Mares e petróleos em época de entreguismo das riquezas nacionais aos estrangeiros – meditações em Sergipe, por Dora Incontri

 

Mas essa é a essência do capitalismo: não importam vidas humanas, não importa a natureza de que fazemos parte, não importa a saúde de crianças, não importa nem sequer  a satisfação do consumidor: importa o interesse lucrativo de uns poucos.

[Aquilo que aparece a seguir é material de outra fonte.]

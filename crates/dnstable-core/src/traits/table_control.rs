// # Table Control Trait
//
// Defines the interface to the packet filter's named address tables.
//
// ## Implementations
//
// - pfctl: `dnstable-table-pfctl` crate
//
// The table itself is never read. Its state only matters through the
// semantics of the command sent: `replace` makes the table equal to the
// given list, `add` only grows it, `flush` empties it.

use async_trait::async_trait;
use std::fmt;

/// Command sent to a named address table
#[derive(Debug, Clone, PartialEq, Eq)]
pub enum TableCommand {
    /// Make the table contain exactly these addresses
    Replace(Vec<String>),
    /// Add these addresses, keeping existing entries
    Add(Vec<String>),
    /// Remove every address from the table
    Flush,
}

impl TableCommand {
    /// Command verb as understood by the firewall utility
    pub fn verb(&self) -> &'static str {
        match self {
            TableCommand::Replace(_) => "replace",
            TableCommand::Add(_) => "add",
            TableCommand::Flush => "flush",
        }
    }

    /// Addresses carried by the command
    pub fn addresses(&self) -> &[String] {
        match self {
            TableCommand::Replace(addrs) | TableCommand::Add(addrs) => addrs,
            TableCommand::Flush => &[],
        }
    }
}

impl fmt::Display for TableCommand {
    fn fmt(&self, f: &mut fmt::Formatter<'_>) -> fmt::Result {
        f.write_str(self.verb())?;
        for addr in self.addresses() {
            write!(f, " {}", addr)?;
        }
        Ok(())
    }
}

/// What the collaborator reported after running a command
#[derive(Debug, Clone, Copy, PartialEq, Eq)]
pub struct TableStatus {
    /// Process exit code, `None` if terminated by a signal
    pub exit_code: Option<i32>,
}

impl TableStatus {
    /// Whether the collaborator exited with status 0
    pub fn success(&self) -> bool {
        self.exit_code == Some(0)
    }
}

/// Trait for firewall table collaborators
///
/// # Contract
///
/// - One call runs one command against one table.
/// - The exit status is passed through untouched; output is not parsed.
/// - `Err` is reserved for failing to run the collaborator at all
///   (missing binary, permission denied on exec).
#[async_trait]
pub trait TableControl: Send + Sync {
    /// Run `command` against `table`
    async fn apply(
        &self,
        table: &str,
        command: &TableCommand,
    ) -> Result<TableStatus, crate::Error>;

    /// Get the collaborator name (for logging/debugging)
    fn control_name(&self) -> &'static str;
}
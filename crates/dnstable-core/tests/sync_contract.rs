//! Contract Test: Table & File Synchronization
//!
//! This test verifies that updates are minimal and policies are honored.
//!
//! Constraints verified:
//! - Identical file content means no write (byte-for-byte)
//! - Empty result + never-flush touches neither file nor table
//! - Preserve appends instead of replacing and never flushes
//! - File failures do not block the table step
//! - Dry run writes nothing and runs nothing
//!
//! If this test fails, idempotency is broken.

mod common;

use common::*;
use dnstable_core::sync::{FileOutcome, SyncOutcome, TableOutcome, TableSynchronizer};
use dnstable_core::traits::TableCommand;
use dnstable_core::{UpdateConfig, UpdatePolicy};
use std::fs;
use std::time::{Duration, SystemTime};
use tempfile::tempdir;

fn report(outcome: SyncOutcome) -> dnstable_core::SyncReport {
    match outcome {
        SyncOutcome::Synced(report) => report,
        SyncOutcome::Skipped => panic!("expected a synced outcome"),
    }
}

#[tokio::test]
async fn identical_file_content_is_not_rewritten() {
    let dir = tempdir().unwrap();
    let path = dir.path().join("hosts.txt");
    fs::write(&path, "192.0.2.1\n2001:db8::1\n").unwrap();

    // push the mtime into the past so a rewrite would be visible
    let past = SystemTime::now() - Duration::from_secs(3600);
    fs::File::options()
        .write(true)
        .open(&path)
        .unwrap()
        .set_modified(past)
        .unwrap();

    let table = RecordingTable::new();
    let config = UpdateConfig::new("web").with_output_file(&path);
    let outcome = TableSynchronizer::new(&table, &config)
        .sync(&addrs(&["192.0.2.1", "2001:db8::1"]))
        .await;

    let report = report(outcome);
    assert_eq!(report.file, Some(FileOutcome::Unchanged));
    assert_eq!(fs::metadata(&path).unwrap().modified().unwrap(), past);
    // the table is still brought in line
    assert_eq!(table.command_count(), 1);
}

#[tokio::test]
async fn missing_trailing_newline_counts_as_different() {
    let dir = tempdir().unwrap();
    let path = dir.path().join("hosts.txt");
    fs::write(&path, "192.0.2.1").unwrap();

    let table = RecordingTable::new();
    let config = UpdateConfig::new("web").with_output_file(&path);
    let outcome = TableSynchronizer::new(&table, &config)
        .sync(&addrs(&["192.0.2.1"]))
        .await;

    assert_eq!(report(outcome).file, Some(FileOutcome::Written));
    assert_eq!(fs::read_to_string(&path).unwrap(), "192.0.2.1\n");
}

#[tokio::test]
async fn changed_list_is_written() {
    let dir = tempdir().unwrap();
    let path = dir.path().join("hosts.txt");

    let table = RecordingTable::new();
    let config = UpdateConfig::new("web").with_output_file(&path);
    let outcome = TableSynchronizer::new(&table, &config)
        .sync(&addrs(&["198.51.100.5", "203.0.113.9", "2001:db8::1"]))
        .await;

    assert_eq!(report(outcome).file, Some(FileOutcome::Written));
    assert_eq!(
        fs::read_to_string(&path).unwrap(),
        "198.51.100.5\n203.0.113.9\n2001:db8::1\n"
    );
    assert_eq!(
        table.commands(),
        vec![(
            "web".to_string(),
            TableCommand::Replace(addrs(&["198.51.100.5", "203.0.113.9", "2001:db8::1"]))
        )]
    );
}

#[tokio::test]
async fn empty_with_never_flush_touches_nothing() {
    let dir = tempdir().unwrap();
    let path = dir.path().join("hosts.txt");
    fs::write(&path, "192.0.2.1\n").unwrap();

    let table = RecordingTable::new();
    let config = UpdateConfig::new("web")
        .with_output_file(&path)
        .with_policy(UpdatePolicy {
            never_flush: true,
            preserve: false,
        });
    let outcome = TableSynchronizer::new(&table, &config).sync(&[]).await;

    assert_eq!(outcome, SyncOutcome::Skipped);
    assert_eq!(fs::read_to_string(&path).unwrap(), "192.0.2.1\n");
    assert_eq!(table.command_count(), 0);
}

#[tokio::test]
async fn empty_with_preserve_touches_nothing() {
    let table = RecordingTable::new();
    let config = UpdateConfig::new("web").with_policy(UpdatePolicy {
        never_flush: false,
        preserve: true,
    });
    let outcome = TableSynchronizer::new(&table, &config).sync(&[]).await;

    assert_eq!(outcome, SyncOutcome::Skipped);
    assert_eq!(table.command_count(), 0);
}

#[tokio::test]
async fn empty_without_policy_flushes_table_and_empties_file() {
    let dir = tempdir().unwrap();
    let path = dir.path().join("hosts.txt");
    fs::write(&path, "192.0.2.1\n").unwrap();

    let table = RecordingTable::new();
    let config = UpdateConfig::new("web").with_output_file(&path);
    let outcome = TableSynchronizer::new(&table, &config).sync(&[]).await;

    let report = report(outcome);
    assert_eq!(report.file, Some(FileOutcome::Written));
    assert_eq!(fs::read_to_string(&path).unwrap(), "");
    assert_eq!(table.commands(), vec![("web".to_string(), TableCommand::Flush)]);
}

#[tokio::test]
async fn preserve_adds_instead_of_replacing() {
    let table = RecordingTable::new();
    let config = UpdateConfig::new("web").with_policy(UpdatePolicy {
        never_flush: false,
        preserve: true,
    });
    TableSynchronizer::new(&table, &config)
        .sync(&addrs(&["192.0.2.1"]))
        .await;

    assert_eq!(
        table.commands(),
        vec![("web".to_string(), TableCommand::Add(addrs(&["192.0.2.1"])))]
    );
}

#[tokio::test]
async fn file_failure_does_not_block_table() {
    let dir = tempdir().unwrap();
    // a non-empty directory where the file should be: rename over it fails
    let path = dir.path().join("hosts.txt");
    fs::create_dir(&path).unwrap();
    fs::write(path.join("inner"), "x").unwrap();

    let table = RecordingTable::new();
    // built directly: validate() would reject a directory path up front
    let mut config = UpdateConfig::new("web");
    config.output_file = Some(path.clone());
    let outcome = TableSynchronizer::new(&table, &config)
        .sync(&addrs(&["192.0.2.1"]))
        .await;

    let report = report(outcome);
    assert!(matches!(report.file, Some(FileOutcome::Failed(_))));
    assert_eq!(table.command_count(), 1);
    // no temporary file is left next to the target
    assert_eq!(fs::read_dir(dir.path()).unwrap().count(), 1);
}

#[tokio::test]
async fn dry_run_writes_and_runs_nothing() {
    let dir = tempdir().unwrap();
    let path = dir.path().join("hosts.txt");

    let table = RecordingTable::new();
    let config = UpdateConfig::new("web")
        .with_output_file(&path)
        .with_dry_run(true);
    let outcome = TableSynchronizer::new(&table, &config)
        .sync(&addrs(&["192.0.2.1"]))
        .await;

    let report = report(outcome);
    assert_eq!(report.file, Some(FileOutcome::WouldWrite));
    assert_eq!(
        report.table,
        TableOutcome::WouldRun(TableCommand::Replace(addrs(&["192.0.2.1"])))
    );
    assert!(!path.exists());
    assert_eq!(table.command_count(), 0);
}

#[tokio::test]
async fn collaborator_exit_status_is_passed_through() {
    let table = RecordingTable::new().exiting_with(1);
    let config = UpdateConfig::new("web");
    let outcome = TableSynchronizer::new(&table, &config)
        .sync(&addrs(&["192.0.2.1"]))
        .await;

    match report(outcome).table {
        TableOutcome::Applied { status, .. } => assert_eq!(status.exit_code, Some(1)),
        other => panic!("unexpected table outcome: {:?}", other),
    }
}

#[tokio::test]
async fn unavailable_collaborator_is_reported() {
    let table = RecordingTable::new().unavailable();
    let config = UpdateConfig::new("web");
    let outcome = TableSynchronizer::new(&table, &config)
        .sync(&addrs(&["192.0.2.1"]))
        .await;

    assert!(matches!(report(outcome).table, TableOutcome::Failed(_)));
}
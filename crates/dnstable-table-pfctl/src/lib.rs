// # pfctl Table Control
//
// This crate drives the packet filter's named address tables through the
// `pfctl` utility.
//
// ## Invocation
//
// ```text
// pfctl [-q] -t <table> -T replace <addr>...
// pfctl [-q] -t <table> -T add <addr>...
// pfctl [-q] -t <table> -T flush
// ```
//
// `-q` is passed unless verbose mode is on, so pfctl's own chatter only
// shows up when asked for. Standard streams are inherited and the exit
// status is handed back untouched; pfctl's output is never parsed.

use async_trait::async_trait;
use dnstable_core::traits::{TableCommand, TableControl, TableStatus};
use dnstable_core::{Error, Result};
use std::path::{Path, PathBuf};
use tokio::process::Command;

/// Default location of the pfctl binary
pub const DEFAULT_PFCTL_PATH: &str = "/sbin/pfctl";

/// Table control that spawns pfctl once per command
#[derive(Debug, Clone)]
pub struct PfctlTable {
    /// pfctl binary
    path: PathBuf,

    /// Let pfctl print its own output (drops `-q`)
    verbose: bool,
}

impl PfctlTable {
    /// Use the pfctl binary at `path`
    pub fn new(path: impl Into<PathBuf>, verbose: bool) -> Self {
        Self {
            path: path.into(),
            verbose,
        }
    }

    /// Binary that will be spawned
    pub fn path(&self) -> &Path {
        &self.path
    }
}

impl Default for PfctlTable {
    fn default() -> Self {
        Self::new(DEFAULT_PFCTL_PATH, false)
    }
}

/// Build the pfctl argument vector for one command
pub fn build_args(table: &str, command: &TableCommand, verbose: bool) -> Vec<String> {
    let mut args = Vec::with_capacity(5 + command.addresses().len());
    if !verbose {
        args.push("-q".to_string());
    }
    args.push("-t".to_string());
    args.push(table.to_string());
    args.push("-T".to_string());
    args.push(command.verb().to_string());
    args.extend(command.addresses().iter().cloned());
    args
}

#[async_trait]
impl TableControl for PfctlTable {
    async fn apply(&self, table: &str, command: &TableCommand) -> Result<TableStatus> {
        let args = build_args(table, command, self.verbose);
        tracing::debug!("Running {} {}", self.path.display(), args.join(" "));

        let status = Command::new(&self.path)
            .args(&args)
            .status()
            .await
            .map_err(|e| {
                Error::table_control(
                    "pfctl",
                    format!("Failed to run {}: {}", self.path.display(), e),
                )
            })?;

        Ok(TableStatus {
            exit_code: status.code(),
        })
    }

    fn control_name(&self) -> &'static str {
        "pfctl"
    }
}

#[cfg(test)]
mod tests {
    use super::*;

    fn addrs(list: &[&str]) -> Vec<String> {
        list.iter().map(|s| s.to_string()).collect()
    }

    #[test]
    fn test_replace_args() {
        let cmd = TableCommand::Replace(addrs(&["198.51.100.5", "2001:db8::1"]));
        assert_eq!(
            build_args("web", &cmd, false),
            addrs(&["-q", "-t", "web", "-T", "replace", "198.51.100.5", "2001:db8::1"])
        );
    }

    #[test]
    fn test_verbose_drops_quiet_flag() {
        let cmd = TableCommand::Add(addrs(&["192.0.2.1"]));
        assert_eq!(
            build_args("web", &cmd, true),
            addrs(&["-t", "web", "-T", "add", "192.0.2.1"])
        );
    }

    #[test]
    fn test_flush_args() {
        assert_eq!(
            build_args("web", &TableCommand::Flush, false),
            addrs(&["-q", "-t", "web", "-T", "flush"])
        );
    }

    #[test]
    fn test_default_path() {
        assert_eq!(PfctlTable::default().path(), Path::new("/sbin/pfctl"));
    }

    #[tokio::test]
    async fn test_exit_status_is_passed_through() {
        let ok = PfctlTable::new("true", false);
        let status = ok.apply("web", &TableCommand::Flush).await.unwrap();
        assert_eq!(status.exit_code, Some(0));

        let failing = PfctlTable::new("false", false);
        let status = failing.apply("web", &TableCommand::Flush).await.unwrap();
        assert_eq!(status.exit_code, Some(1));
        assert!(!status.success());
    }

    #[tokio::test]
    async fn test_missing_binary_is_an_error() {
        let missing = PfctlTable::new("/nonexistent/pfctl", false);
        let err = missing.apply("web", &TableCommand::Flush).await.unwrap_err();
        assert!(matches!(err, Error::TableControl { .. }));
    }
}
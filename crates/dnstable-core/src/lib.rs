// # dnstable-core
//
// Core library for resolving DNS-derived targets into a firewall address
// table.
//
// ## Architecture Overview
//
// - **Target**: Classifies input tokens (literal address, domain, service spec)
// - **ResolverContext**: Recursive CNAME/A/AAAA resolution with a per-run cache,
//   plus SRV target lookup
// - **AddressSetBuilder**: Deduplicated, deterministically ordered address list
// - **TableSynchronizer**: Minimal update of the output file and the table
// - **UpdateEngine**: One-shot orchestration of the above
// - **DnsLookup** / **TableControl**: Traits for the two external collaborators
//
// ## Design Principles
//
// 1. **Fail Fast**: Every token is validated before the first query
// 2. **Graceful Degradation**: A failed DNS query is an empty answer
// 3. **Determinism**: Identical DNS data gives byte-identical output
// 4. **Idempotency**: Unchanged output means no file write
// 5. **Library-First**: The binary only parses flags and wires collaborators

pub mod builder;
pub mod config;
pub mod engine;
pub mod error;
pub mod resolver;
pub mod sync;
pub mod target;
pub mod traits;

// Re-export core types for convenience
pub use builder::{AddressSet, AddressSetBuilder};
pub use config::{IpVersion, ResolverSettings, UpdateConfig, UpdatePolicy};
pub use engine::{RunSummary, UpdateEngine};
pub use error::{Error, Result, TargetField};
pub use resolver::ResolverContext;
pub use sync::{FileOutcome, SyncOutcome, SyncReport, TableOutcome, TableSynchronizer};
pub use target::{ServiceSpec, Target, Transport};
pub use traits::{
    DnsLookup, QueryType, RecordData, ResourceRecord, TableCommand, TableControl, TableStatus,
};
//! Persistence collaborator for Chit-Chat.
//!
//! A string key-value surface with three operations. The session manager
//! mirrors its message log and durable identity through it; nothing else is
//! stored. The trait is synchronous: writes are small and happen between
//! event handling steps.

#![forbid(unsafe_code)]
#![deny(missing_docs)]

mod chaotic;
mod error;
mod memory;
mod redb;

pub use chaotic::ChaoticStore;
pub use error::StoreError;
pub use memory::MemoryStore;

pub use self::redb::RedbStore;

/// Durable string key-value store.
///
/// Must be Clone (the runtime and tests hold handles to the same data),
/// Send + Sync, and synchronous. Implementations share state via Arc so
/// clones see the same entries.
///
/// # Panics
///
/// Implementations may panic if internal synchronization primitives are
/// poisoned.
pub trait KeyValueStore: Clone + Send + Sync + 'static {
    /// Value stored under `key`. `None` if absent.
    fn get(&self, key: &str) -> Result<Option<String>, StoreError>;

    /// Store `value` under `key`, replacing any previous value.
    fn set(&self, key: &str, value: &str) -> Result<(), StoreError>;

    /// Delete `key`. Removing a missing key is not an error.
    fn remove(&self, key: &str) -> Result<(), StoreError>;
}
//! Text-safe file payloads.
//!
//! Files travel inline in a [`crate::Message`] as a base64 data URL
//! (`data:<mime>;base64,<bytes>`), which survives both the CBOR wire format
//! and the JSON message log without escaping binary content.

use base64::{Engine as _, engine::general_purpose::STANDARD};

use crate::errors::{ProtocolError, Result};

/// MIME type used when the source did not report one.
pub const DEFAULT_MIME_TYPE: &str = "application/octet-stream";

const DATA_URL_PREFIX: &str = "data:";
const BASE64_MARKER: &str = ";base64,";

/// File attached to a `file` message.
///
/// # Invariants
///
/// - `size` is the length of the original bytes, not of the encoded content.
/// - `data_url` decodes back to exactly `size` bytes when produced by
///   [`FilePayload::encode`].
#[derive(Debug, Clone, PartialEq, Eq)]
pub struct FilePayload {
    /// Original file name.
    pub filename: String,
    /// MIME type reported by the source.
    pub mime_type: String,
    /// Size of the original content in bytes.
    pub size: u64,
    /// Encoded content (`data:<mime>;base64,<payload>`).
    pub data_url: String,
}

impl FilePayload {
    /// Encode raw file bytes into a text-safe payload.
    pub fn encode(filename: impl Into<String>, mime_type: &str, bytes: &[u8]) -> Self {
        let mime_type = if mime_type.trim().is_empty() { DEFAULT_MIME_TYPE } else { mime_type };
        let data_url = format!("{DATA_URL_PREFIX}{mime_type}{BASE64_MARKER}{}", STANDARD.encode(bytes));

        Self {
            filename: filename.into(),
            mime_type: mime_type.to_owned(),
            size: bytes.len() as u64,
            data_url,
        }
    }

    /// Decode the original bytes from the data URL.
    ///
    /// # Errors
    ///
    /// - `ProtocolError::InvalidFileEncoding` if the content is not a base64
    ///   data URL or the base64 body is malformed
    pub fn decode_bytes(&self) -> Result<Vec<u8>> {
        let rest = self.data_url.strip_prefix(DATA_URL_PREFIX).ok_or_else(|| {
            ProtocolError::InvalidFileEncoding("content is not a data URL".to_string())
        })?;

        let (_, encoded) = rest.split_once(BASE64_MARKER).ok_or_else(|| {
            ProtocolError::InvalidFileEncoding("data URL is not base64-encoded".to_string())
        })?;

        STANDARD.decode(encoded).map_err(|e| ProtocolError::InvalidFileEncoding(e.to_string()))
    }
}
//! Identifier newtypes.

use std::fmt;

use serde::{Deserialize, Serialize};

/// URL-safe alphabet used for generated identifiers.
///
/// 64 symbols, so every random byte maps to a symbol with `byte & 63` and the
/// distribution stays uniform.
pub const ID_ALPHABET: &[u8; 64] =
    b"useandom-26T198340PX75pxJACKVERYMINDBUSHWOLF_GQZbfghjklqvwyzrict";

/// Map random bytes onto [`ID_ALPHABET`], one symbol per byte.
pub fn id_from_random_bytes(bytes: &[u8]) -> String {
    bytes.iter().map(|b| char::from(ID_ALPHABET[usize::from(b & 63)])).collect()
}

/// Identity token of an endpoint, as known to the signalling broker.
#[derive(Debug, Clone, PartialEq, Eq, Hash, PartialOrd, Ord, Serialize, Deserialize)]
#[serde(transparent)]
pub struct PeerId(String);

impl PeerId {
    /// Wrap an identity token.
    pub fn new(id: impl Into<String>) -> Self {
        Self(id.into())
    }

    /// Identity token as a string slice.
    pub fn as_str(&self) -> &str {
        &self.0
    }

    /// Consume and return the inner token.
    pub fn into_string(self) -> String {
        self.0
    }
}

impl fmt::Display for PeerId {
    fn fmt(&self, f: &mut fmt::Formatter<'_>) -> fmt::Result {
        f.write_str(&self.0)
    }
}

impl From<&str> for PeerId {
    fn from(id: &str) -> Self {
        Self(id.to_owned())
    }
}

impl From<String> for PeerId {
    fn from(id: String) -> Self {
        Self(id)
    }
}

/// Locally generated message identifier.
#[derive(Debug, Clone, PartialEq, Eq, Hash, PartialOrd, Ord, Serialize, Deserialize)]
#[serde(transparent)]
pub struct MessageId(String);

impl MessageId {
    /// Wrap a message identifier.
    pub fn new(id: impl Into<String>) -> Self {
        Self(id.into())
    }

    /// Identifier as a string slice.
    pub fn as_str(&self) -> &str {
        &self.0
    }
}

impl fmt::Display for MessageId {
    fn fmt(&self, f: &mut fmt::Formatter<'_>) -> fmt::Result {
        f.write_str(&self.0)
    }
}

impl From<&str> for MessageId {
    fn from(id: &str) -> Self {
        Self(id.to_owned())
    }
}

impl From<String> for MessageId {
    fn from(id: String) -> Self {
        Self(id)
    }
}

Mares e petróleos – meditações em Sergipe, por Dora Incontri

Passando uma semana de trabalho em Aracaju, não dispensei caminhadas na praia e alguns banhos de mar. Mas depois de toda aquela tragédia ambiental do ano passado, de que aliás, não ouvimos mais nada, e pela qual ninguém foi responsabilizado, estava preocupada se havia ainda manchas de óleo, se era seguro comer peixe… A maioria dos simpáticos sergipanos (como são incrivelmente acolhedores os nordestinos!), me garantia que não havia mais perigo de nada. Mesmo assim, uma pequena mancha de óleo grudou no meu pé, que só consegui tirar com óleo de cozinha, seguindo as instruções do recepcionista do hotel.

Ouvi diversas narrativas de gente que trabalha na praia sobre o quanto a coisa foi feia e sobre o trabalho intenso, voluntário, heroico, feito pela população, para arrancar com as próprias mãos o óleo que empesteou o litoral brasileiro, sem nenhuma reação do governo…

Mas diante daquele mar vasto, sagrado, que parece se estender ao infinito, fiquei meditando no óleo, no petróleo, nesse ouro negro que tem causado guerras, poluição e escravização de povos inteiros e ameaçado o planeta de colapso climático.

Olhava a praia e via plataformas da Petrobrás em alto mar e me sentia angustiada. Qualquer coisa humana, invasiva, no meio do mar, me dá sobressaltos. Deveríamos nos abeirar do mar de maneira sempre reverente, sempre respeitosa e não dessa forma predatória, exploratória, com desejo desmedido de lucro. No mar está a origem e grande parte da fonte da vida na Terra.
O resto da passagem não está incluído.